|AHFS/Drugs.com||International Drug Names|
|ATC code||L02AA02 (WHO)|
|Protein binding||>95% (estradiol)|
|Biological half-life||70 days (320 mg i.m.)|
|Chemical and physical data|
(m, n ≈ 80)
Polymer: ~26 g/mol|
Repeat unit: 370.382 g/mol
|Melting point||195 to 202 °C (383 to 396 °F)|
|(what is this?)|
Polyestradiol phosphate (PEP) (INN, BAN) (brand name Estradurin), also known as estradiol polymer with phosphoric acid or as estradiol 17β-phosphate polymer, is a synthetic, steroidal estrogen and an estrogen ester in the form of a polymer – specifically, the 17β-phosphate ester polymer of estradiol – which is used in the treatment of prostate cancer. It is administered via intramuscular injection once a month and acts as a very long-lasting prodrug of estradiol. PEP was introduced by Pfizer in 1957 and has been marketed in the United States and throughout Europe. It is no longer available in the U.S.
PEP is used as an intramuscular injection for estrogen therapy of prostate cancer. It is available in combination with mepivacaine, a local anaesthetic, to avoid a burning sensation during application. After injection, it releases the active agent estradiol over several weeks.
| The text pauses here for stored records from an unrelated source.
//! Flows sequence page-object calls into named business operations.
//!
//! Each flow logs a human-readable step description before every
//! sub-action, so the log and the trace read as the business operation
//! rather than a stream of selector pokes.

pub mod login;

pub use login::LoginFlow;

use tracing::info;

use crate::browser::Tracer;

/// Log and trace one business step.
pub(crate) fn step(tracer: &Tracer, description: &str) {
    info!("[step] {description}");
    tracer.record_plain("step", description);
}
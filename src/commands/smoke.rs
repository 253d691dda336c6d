use std::path::Path;
use std::process::ExitCode;

use uta_lib::{Config, ContextOptions, LoginFlow, TestSession};

use crate::commands::render_error;

/// Failure-matrix inputs: username, password, and the case name.
const NEGATIVE_CASES: &[(&str, &str, &str)] = &[
    ("not_exist_user", "wrong_password", "login_fails_with_wrong_credentials"),
    ("", "Aa123456", "login_fails_with_empty_username"),
    ("not_exist_user", "", "login_fails_with_empty_password"),
];

/// Run the login smoke suite and write the HTML report.
#[allow(clippy::fn_params_excessive_bools)]
pub async fn run_smoke(
    config_dir: &Path,
    verbose: bool,
    headless: Option<bool>,
    record_har: bool,
    record_video: bool,
    skip_negative: bool,
) -> ExitCode {
    let mut config = match Config::load(config_dir) {
        Ok(config) => config,
        Err(err) => return render_error(err),
    };
    if let Some(headless) = headless {
        config.browser.headless = headless;
    }
    if verbose {
        eprintln!("{}", config.effective_summary(config_dir));
    }

    let mut session = match TestSession::start(config, "login smoke") {
        Ok(session) => session,
        Err(err) => return render_error(err),
    };

    let mut options = ContextOptions::from_env();
    options.record_har |= record_har;
    options.record_video |= record_video;

    session
        .run_case(
            "login_with_default_account_succeeds",
            options.clone(),
            |page, config| async move {
                LoginFlow::new(&page, &config).login_should_succeed(None).await
            },
        )
        .await;

    if !skip_negative {
        for &(username, password, case_name) in NEGATIVE_CASES {
            let (username, password) = (username.to_string(), password.to_string());
            session
                .run_case(case_name, options.clone(), move |page, config| async move {
                    LoginFlow::new(&page, &config)
                        .login_should_fail(&username, &password)
                        .await
                })
                .await;
        }
    }

    let report = match session.finish() {
        Ok(report) => report,
        Err(err) => return render_error(err),
    };
    println!("{}", report.summary());
    if report.all_passed() {
        ExitCode::SUCCESS
    } else {
        ExitCode::from(1)
    }
}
Intramuscular PEP has been compared to combined androgen blockade (castration + flutamide) for the treatment of prostate cancer in a large randomized clinical trial of 915 patients. At 18.5 months, there was no difference in survival or cardiovascular toxicity between the two treatment modalities. These findings suggest that parenteral forms of estradiol may have similar effectiveness and safety relative to androgen deprivation therapy (ADT) in the treatment of prostate cancer. In addition, estrogen may have significant advantages relative to ADT in terms of bone loss and fractures, hot flashes, and sexual function, as well as considerable cost savings with parenteral forms of estradiol compared to GnRH analogue therapy. On the other hand, gynecomastia and breast tenderness occur at relatively high rates with estrogens, whereas incidences are low with castration or combined androgen blockade.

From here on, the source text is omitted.